CLEVELAND — With a three-hour bus ride to Detroit still ahead Sunday evening, it would have been nice, Twins manager Paul Molitor said, to savor a sweep of the Indians as the turnpike scenery rolled by.

But Danny Salazar sabotaged their bandwagon.

Minnesota's hot hitting came to a screeching halt Sunday the moment Salazar climbed on the Progressive Field mound — or actually, about 90 seconds after that. Brian Dozier launched a leadoff home run, but the Twins didn't manage another run — correction: not another hit — off Salazar the rest of the day, and left for Michigan with an 8-2 loss to the Indians as baggage.
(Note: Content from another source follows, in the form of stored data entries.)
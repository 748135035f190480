//! `transform` attribute parsing: `matrix`, `translate`, `scale`, `rotate`,
//! `skewX` and `skewY`.

use nom::{
    character::complete::{alpha1, char, multispace0},
    combinator::{all_consuming, opt},
    multi::{many0, many1},
    number::complete::double,
    sequence::{delimited, pair, preceded, terminated, tuple},
    IResult,
};

use crate::error::{ParseError, Result};
use crate::types::Transform;

fn list_separator(input: &str) -> IResult<&str, ()> {
    let (rest, _) = tuple((multispace0, opt(char(',')), multispace0))(input)?;
    Ok((rest, ()))
}

fn css_function(input: &str) -> IResult<&str, (&str, Vec<f64>)> {
    pair(
	terminated(alpha1, multispace0),
	delimited(
	    pair(char('('), multispace0),
	    many1(preceded(list_separator, double)),
	    pair(multispace0, char(')')),
	),
    )(input)
}

fn css_functions(input: &str) -> IResult<&str, Vec<(&str, Vec<f64>)>> {
    all_consuming(terminated(many0(preceded(list_separator, css_function)), list_separator))(input)
}

fn to_transform(name: &str, args: &[f64]) -> Option<Vec<Transform>> {
    let transforms = match (name, args) {
	("matrix", &[a, b, c, d, e, f]) => vec![Transform::new(a, b, c, d, e, f)],
	("translate", &[dx]) => vec![Transform::translate(dx, 0.0)],
	("translate", &[dx, dy]) => vec![Transform::translate(dx, dy)],
	("scale", &[s]) => vec![Transform::scale(s, s)],
	("scale", &[sx, sy]) => vec![Transform::scale(sx, sy)],
	("rotate", &[a]) => vec![Transform::rotate(a)],
	("rotate", &[a, cx, cy]) => vec![
	    Transform::translate(-cx, -cy),
	    Transform::rotate(a),
	    Transform::translate(cx, cy),
	],
	("skewX", &[a]) => vec![Transform::new(1.0, 0.0, a.to_radians().tan(), 1.0, 0.0, 0.0)],
	("skewY", &[a]) => vec![Transform::new(1.0, a.to_radians().tan(), 0.0, 1.0, 0.0, 0.0)],
	_ => return None,
    };
    Some(transforms)
}

/// Parses a `transform` attribute into matrices in application order. The
/// attribute lists its functions outermost first, so the last one written is
/// the first one applied.
pub fn parse_transform_list(attr: &str) -> Result<Vec<Transform>> {
    let (_, functions) = css_functions(attr)
	.map_err(|err| ParseError::document(0, format!("malformed transform '{}': {:?}", attr, err)))?;

    let mut transforms = Vec::new();
    for (name, args) in functions.iter().rev() {
	let parsed = to_transform(name, args)
	    .ok_or_else(|| ParseError::document(0, format!("unsupported transform {}({:?})", name, args)))?;
	transforms.extend(parsed);
    }
    Ok(transforms)
}

#[cfg(test)]
mod tests {
    use super::*;
    use crate::types::Point;

    fn apply(transforms: &[Transform], p: Point) -> Point {
	transforms.iter().fold(p, |p, m| m.apply(p))
    }

    #[test]
    fn translate_with_one_argument() {
	assert_eq!(parse_transform_list("translate(5)").unwrap(), vec![Transform::translate(5.0, 0.0)]);
    }

    #[test]
    fn matrix_with_mixed_separators() {
	let transforms = parse_transform_list("matrix(1, 0 0,1 10 -20)").unwrap();
	assert_eq!(transforms, vec![Transform::new(1.0, 0.0, 0.0, 1.0, 10.0, -20.0)]);
    }

    #[test]
    fn last_function_applies_first() {
	let transforms = parse_transform_list("translate(10,0) scale(2)").unwrap();
	assert_eq!(apply(&transforms, Point::new(1.0, 1.0)), Point::new(12.0, 2.0));
    }

    #[test]
    fn rotate_about_a_point() {
	let transforms = parse_transform_list("rotate(180 5 5)").unwrap();
	assert!(apply(&transforms, Point::new(0.0, 0.0)).approx_eq(Point::new(10.0, 10.0), 1e-9));
    }

    #[test]
    fn rejects_unknown_functions_and_garbage() {
	assert!(parse_transform_list("wobble(1)").is_err());
	assert!(parse_transform_list("scale(1").is_err());
	assert!(parse_transform_list("matrix(1 2 3)").is_err());
    }

    #[test]
    fn empty_list_is_identity() {
	assert!(parse_transform_list("  ").unwrap().is_empty());
    }
}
"You can't really complain about how things went this weekend. It's probably a good time to go back to Detroit and take on that challenge again," Molitor said. "We've just got to put today behind us."
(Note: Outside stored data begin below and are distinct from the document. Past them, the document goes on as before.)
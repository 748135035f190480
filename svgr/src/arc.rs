//! Elliptical arc geometry: conversion from the SVG endpoint parameterization
//! to a center parameterization, subdivision, and affine transformation.

use std::f64::consts::PI;

use crate::types::{Point, Transform};

/// The parameters of an `A`/`a` command besides its endpoints.
#[derive(Debug, Clone, Copy, PartialEq)]
pub struct ArcParams {
    pub rx: f64,
    pub ry: f64,
    /// Rotation of the ellipse's x axis, in degrees.
    pub x_axis_rotation: f64,
    pub large_arc: bool,
    pub sweep: bool,
}

impl ArcParams {
    pub fn new(rx: f64, ry: f64, x_axis_rotation: f64, large_arc: bool, sweep: bool) -> Self {
	ArcParams { rx, ry, x_axis_rotation, large_arc, sweep }
    }
}

#[derive(Debug, Clone, Copy)]
pub(crate) struct CenterArc {
    center: Point,
    rx: f64,
    ry: f64,
    phi: f64,
    theta1: f64,
    d_theta: f64,
}

impl CenterArc {
    /// Endpoint to center conversion. Returns `None` for arcs that SVG renders
    /// as a straight line or not at all (zero radius, coincident endpoints).
    pub(crate) fn from_endpoints(start: Point, end: Point, params: &ArcParams) -> Option<CenterArc> {
	let mut rx = params.rx.abs();
	let mut ry = params.ry.abs();
	if rx == 0.0 || ry == 0.0 || start.approx_eq(end, 1e-12) {
	    return None;
	}

	let phi = params.x_axis_rotation.to_radians();
	let (sin, cos) = phi.sin_cos();

	let hx = (start.x - end.x) / 2.0;
	let hy = (start.y - end.y) / 2.0;
	let x1_prime = cos * hx + sin * hy;
	let y1_prime = -sin * hx + cos * hy;

	// out-of-range radii are scaled up until the ellipse fits
	let lambda = x1_prime.powi(2) / rx.powi(2) + y1_prime.powi(2) / ry.powi(2);
	if lambda > 1.0 {
	    let s = lambda.sqrt();
	    rx *= s;
	    ry *= s;
	}

	let num = rx.powi(2) * ry.powi(2) - rx.powi(2) * y1_prime.powi(2) - ry.powi(2) * x1_prime.powi(2);
	let den = rx.powi(2) * y1_prime.powi(2) + ry.powi(2) * x1_prime.powi(2);
	let mut r_scalar = (num / den).max(0.0).sqrt();
	if params.large_arc == params.sweep {
	    r_scalar = -r_scalar;
	}

	let xc_prime = r_scalar * rx * y1_prime / ry;
	let yc_prime = -r_scalar * ry * x1_prime / rx;

	let center = Point::new(
	    cos * xc_prime - sin * yc_prime + (start.x + end.x) / 2.0,
	    sin * xc_prime + cos * yc_prime + (start.y + end.y) / 2.0,
	);

	let u = Point::new((x1_prime - xc_prime) / rx, (y1_prime - yc_prime) / ry);
	let v = Point::new((-x1_prime - xc_prime) / rx, (-y1_prime - yc_prime) / ry);

	let theta1 = angle_between(Point::new(1.0, 0.0), u);
	let mut d_theta = angle_between(u, v) % (2.0 * PI);
	if !params.sweep && d_theta > 0.0 {
	    d_theta -= 2.0 * PI;
	} else if params.sweep && d_theta < 0.0 {
	    d_theta += 2.0 * PI;
	}

	Some(CenterArc { center, rx, ry, phi, theta1, d_theta })
    }

    pub(crate) fn point_at(&self, angle: f64) -> Point {
	let (sin_phi, cos_phi) = self.phi.sin_cos();
	let (sin, cos) = angle.sin_cos();
	let x = self.rx * cos;
	let y = self.ry * sin;
	Point::new(
	    self.center.x + cos_phi * x - sin_phi * y,
	    self.center.y + sin_phi * x + cos_phi * y,
	)
    }

    /// Parameters of the piece of this arc between fractions `t0` and `t1`.
    fn piece(&self, t0: f64, t1: f64) -> ArcParams {
	let sweep_angle = self.d_theta * (t1 - t0);
	ArcParams {
	    rx: self.rx,
	    ry: self.ry,
	    x_axis_rotation: self.phi.to_degrees(),
	    large_arc: sweep_angle.abs() > PI,
	    sweep: sweep_angle > 0.0,
	}
    }
}

fn angle_between(u: Point, v: Point) -> f64 {
    (u.x * v.y - u.y * v.x).atan2(u.x * v.x + u.y * v.y)
}

/// Splits an arc at the increasing fractions `ts`, returning `ts.len() + 1`
/// pieces as `(start, params, end)` triples. The last piece ends exactly at
/// `end`.
pub(crate) fn split(start: Point, end: Point, params: &ArcParams, ts: &[f64]) -> Vec<(Point, ArcParams, Point)> {
    let center = CenterArc::from_endpoints(start, end, params);

    let mut bounds = Vec::with_capacity(ts.len() + 2);
    bounds.push(0.0);
    bounds.extend_from_slice(ts);
    bounds.push(1.0);

    let point_at = |t: f64| -> Point {
	if t >= 1.0 {
	    return end;
	}
	if t <= 0.0 {
	    return start;
	}
	match &center {
	    Some(arc) => arc.point_at(arc.theta1 + arc.d_theta * t),
	    None => start.lerp(end, t),
	}
    };

    bounds
	.windows(2)
	.map(|w| {
	    let piece = match &center {
		Some(arc) => arc.piece(w[0], w[1]),
		None => *params,
	    };
	    (point_at(w[0]), piece, point_at(w[1]))
	})
	.collect()
}

/// Maps arc parameters through the linear part of `m`. The image of the
/// ellipse is recovered from the singular value decomposition of
/// `m * rotate(phi) * scale(rx, ry)`.
pub(crate) fn transform(params: &ArcParams, m: &Transform) -> ArcParams {
    let (sin, cos) = params.x_axis_rotation.to_radians().sin_cos();

    // columns of the ellipse matrix
    let a = m.xx * cos * params.rx + m.xy * sin * params.rx;
    let c = m.yx * cos * params.rx + m.yy * sin * params.rx;
    let b = -m.xx * sin * params.ry + m.xy * cos * params.ry;
    let d = -m.yx * sin * params.ry + m.yy * cos * params.ry;

    let e = (a + d) / 2.0;
    let f = (a - d) / 2.0;
    let g = (c + b) / 2.0;
    let h = (c - b) / 2.0;

    let q = e.hypot(h);
    let r = f.hypot(g);
    let a1 = g.atan2(f);
    let a2 = h.atan2(e);

    let sweep = if m.determinant() < 0.0 { !params.sweep } else { params.sweep };

    ArcParams {
	rx: q + r,
	ry: (q - r).abs(),
	x_axis_rotation: ((a2 + a1) / 2.0).to_degrees(),
	large_arc: params.large_arc,
	sweep,
    }
}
Sure, because the Twins always hit so well in Comerica Park, right? They opened the season there on April 6, and didn't score a run until April 9. That 22-1 embarrassment of a sweep made the Twins look doomed to last place again, but "we're a different team now," Dozier said as the Twins packed for their three-game series in Detroit, beginning Tuesday. The Twins, now 18-14, can actually catch the Tigers in the standings with a sweep this time. "We played much better against them at home two weeks ago [despite losing two of three], and we've taken some good steps forward since then, too."
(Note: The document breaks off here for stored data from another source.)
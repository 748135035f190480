//! Global sequence alignment (Needleman–Wunsch).

/// One position of an aligned sequence. `index` is this side's element, or
/// `None` for a gap; `matched_index` is the other side's element at the same
/// position.
#[derive(Debug, Clone, Copy, PartialEq, Eq)]
pub struct AlignedSlot {
    pub index: Option<usize>,
    pub matched_index: Option<usize>,
}

impl AlignedSlot {
    pub fn is_gap(&self) -> bool {
	self.index.is_none()
    }
}

#[derive(Debug, Clone, PartialEq)]
pub struct Alignment {
    pub a: Vec<AlignedSlot>,
    pub b: Vec<AlignedSlot>,
    pub score: f64,
}

impl Alignment {
    pub fn len(&self) -> usize {
	self.a.len()
    }

    pub fn is_empty(&self) -> bool {
	self.a.is_empty()
    }

    /// Maximal runs of gaps on one side, as `(length, index)` where `index`
    /// is the side's element right after the run, or the side's length when
    /// the run is at the end.
    pub fn gap_streaks(slots: &[AlignedSlot], count: usize) -> Vec<(usize, usize)> {
	let mut streaks = Vec::new();
	let mut run = 0;

	for slot in slots {
	    match slot.index {
		None => run += 1,
		Some(index) => {
		    if run > 0 {
			streaks.push((run, index));
			run = 0;
		    }
		},
	    }
	}
	if run > 0 {
	    streaks.push((run, count));
	}

	streaks
    }
}

#[derive(Debug, Clone, Copy, PartialEq)]
enum Step {
    Start,
    Diagonal,
    ConsumeA,
    ConsumeB,
}

/// Aligns `a` against `b`. Every gap costs `gap_penalty`; pairing two
/// elements earns `score(a, b)`. Ties prefer pairing, then consuming `a`.
pub fn align<T, F>(a: &[T], b: &[T], gap_penalty: f64, mut score: F) -> Alignment
where F: FnMut(&T, &T) -> f64
{
    let (m, n) = (a.len(), b.len());
    let width = n + 1;
    let mut table = vec![0.0f64; (m + 1) * width];
    let mut steps = vec![Step::Start; (m + 1) * width];

    for i in 1..=m {
	table[i * width] = table[(i - 1) * width] - gap_penalty;
	steps[i * width] = Step::ConsumeA;
    }
    for j in 1..=n {
	table[j] = table[j - 1] - gap_penalty;
	steps[j] = Step::ConsumeB;
    }

    for i in 1..=m {
	for j in 1..=n {
	    let diagonal = table[(i - 1) * width + j - 1] + score(&a[i - 1], &b[j - 1]);
	    let consume_a = table[(i - 1) * width + j] - gap_penalty;
	    let consume_b = table[i * width + j - 1] - gap_penalty;

	    let (best, step) = if diagonal >= consume_a && diagonal >= consume_b {
		(diagonal, Step::Diagonal)
	    } else if consume_a >= consume_b {
		(consume_a, Step::ConsumeA)
	    } else {
		(consume_b, Step::ConsumeB)
	    };
	    table[i * width + j] = best;
	    steps[i * width + j] = step;
	}
    }

    let mut slots_a = Vec::with_capacity(m.max(n));
    let mut slots_b = Vec::with_capacity(m.max(n));
    let (mut i, mut j) = (m, n);
    while i > 0 || j > 0 {
	match steps[i * width + j] {
	    Step::Diagonal => {
		i -= 1;
		j -= 1;
		slots_a.push(AlignedSlot { index: Some(i), matched_index: Some(j) });
		slots_b.push(AlignedSlot { index: Some(j), matched_index: Some(i) });
	    },
	    Step::ConsumeA => {
		i -= 1;
		slots_a.push(AlignedSlot { index: Some(i), matched_index: None });
		slots_b.push(AlignedSlot { index: None, matched_index: Some(i) });
	    },
	    Step::ConsumeB => {
		j -= 1;
		slots_a.push(AlignedSlot { index: None, matched_index: Some(j) });
		slots_b.push(AlignedSlot { index: Some(j), matched_index: None });
	    },
	    Step::Start => break,
	}
    }
    slots_a.reverse();
    slots_b.reverse();

    Alignment {
	a: slots_a,
	b: slots_b,
	score: table[m * width + n],
    }
}

#[cfg(test)]
mod tests {
    use super::*;

    fn exact(a: &char, b: &char) -> f64 {
	if a == b {
	    1.0
	} else {
	    -1.0e9
	}
    }

    fn indices(slots: &[AlignedSlot]) -> Vec<Option<usize>> {
	slots.iter().map(|s| s.index).collect()
    }

    #[test]
    fn identical_sequences_align_diagonally() {
	let a = ['a', 'b', 'c'];
	let alignment = align(&a, &a, 0.0, exact);

	assert_eq!(alignment.score, 3.0);
	assert_eq!(indices(&alignment.a), vec![Some(0), Some(1), Some(2)]);
	assert_eq!(alignment.a, alignment.b);
    }

    #[test]
    fn missing_element_becomes_a_gap() {
	let alignment = align(&['a', 'b', 'c'], &['a', 'c'], 0.0, exact);

	assert_eq!(alignment.len(), 3);
	assert_eq!(indices(&alignment.b), vec![Some(0), None, Some(1)]);
	assert_eq!(alignment.b[1].matched_index, Some(1));
	assert_eq!(alignment.score, 2.0);
    }

    #[test]
    fn gap_penalty_is_charged() {
	let alignment = align(&['a', 'b', 'c'], &['a', 'c'], 0.25, exact);
	assert_eq!(alignment.score, 1.75);
    }

    #[test]
    fn empty_side() {
	let alignment = align(&['a', 'b'], &[], 1.0, exact);
	assert_eq!(alignment.score, -2.0);
	assert_eq!(indices(&alignment.b), vec![None, None]);

	let alignment = align::<char, _>(&[], &[], 1.0, exact);
	assert!(alignment.is_empty());
	assert_eq!(alignment.score, 0.0);
    }

    #[test]
    fn ties_prefer_the_diagonal_then_consuming_a() {
	let flat = |_: &char, _: &char| 0.0;
	let alignment = align(&['a', 'b'], &['c'], 0.0, flat);
	// diagonal at the corner, then the leftover `a` element
	assert_eq!(indices(&alignment.a), vec![Some(0), Some(1)]);
	assert_eq!(indices(&alignment.b), vec![None, Some(0)]);
    }

    #[test]
    fn streaks_point_at_the_following_element() {
	let alignment = align(&['a', 'x', 'y', 'b', 'z'], &['a', 'b'], 0.0, exact);
	assert_eq!(Alignment::gap_streaks(&alignment.b, 2), vec![(2, 1), (1, 2)]);
	assert!(Alignment::gap_streaks(&alignment.a, 5).is_empty());
    }
}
It just didn't look like it Sunday.

Salazar, who struck out 10 Twins on April 18 en route to his first win of the season, did himself one better this time, whiffing a career-high 11 Twins in just seven innings, improving to 4-1 by retiring 21 straight batters after Dozier's homer. Only four balls left the infield after Dozier clanged one off the left-field foul pole — yes, the Twins, baseball's hottest team, came within approximately one foot from being in peril not only of being shut out, but perhaps no-hit — and all six Twins struck out in the fifth and sixth innings. After collecting 13 hits on Friday and 16 on Saturday, the Twins were two-hit Sunday for the first time since July 24, 2013, at Los Angeles.

"He was throwing hard [95 mph a few times], and then his changeup was just disappearing," Molitor said. "You get frustrated, and it just increases how hard you try. … There's a tendency for guys to feel like they've got to get [their swing] started early, like they've got to swing harder, which is probably the opposite of what's true."

Everyone felt that way, apparently, because, one day after eight of the nine Twins in the lineup collected a hit, eight of the nine Twins struck out against Salazar. And even when he left, fortunes didn't change much — reliever Zach McAllister struck out the side in the eighth inning, too, and Minnesota struck out a season-high 15 times. That tops their previous high of 14, set the last time they faced Salazar.

"Hoooo, that was the best I've seen him," said Torii Hunter, the lone Twin to avoid strike three. "Instead of being a thrower, he was a pitcher. He pitched today. When he wasn't using [the fastball], he pitched with splits and changeups and sliders and curveballs."

The game appeared to be yet another Twins' hit parade when Dozier smacked Salazar's fourth pitch, a 95-mph fastball, out of the park, a blast that made a little history: It moved him up to fourth for most leadoff homers by a Twin, though with eight so far, he still trails all-time leader Jacque Jones by a dozen. But that was all the offense the Twins managed until the ninth inning, when Torii Hunter drew a two-out walk off Cleveland closer Cody Allen, moved up to second base, then scored on Joe Mauer's single.

Trevor May took the loss for the Twins, allowing six runs on nine hits over four innings, but his day might have been different without a critical mistake by his defense. With two outs in the fourth inning, Eddie Rosario dropped a Jason Kipnis fly ball on the warning track while on the run, turning it into an RBI triple. That started lots of trouble, because instead of a scoreless inning, the next four batters also collected hits. Lonnie Chisenhall's three-run homer to center field capped the five-run inning.

"I left a ball over the plate for Chisenhall. The rest is history. That's how you give up a five-spot," May said after his ERA, which had fallen to 4.15, ballooned once more to 5.40. "There were all kinds of opportunities to get myself out of it. I've got to stay with what I'm trying to do no matter what's going on around you."

A good lesson for the rest of the team, too, as they head to Detroit.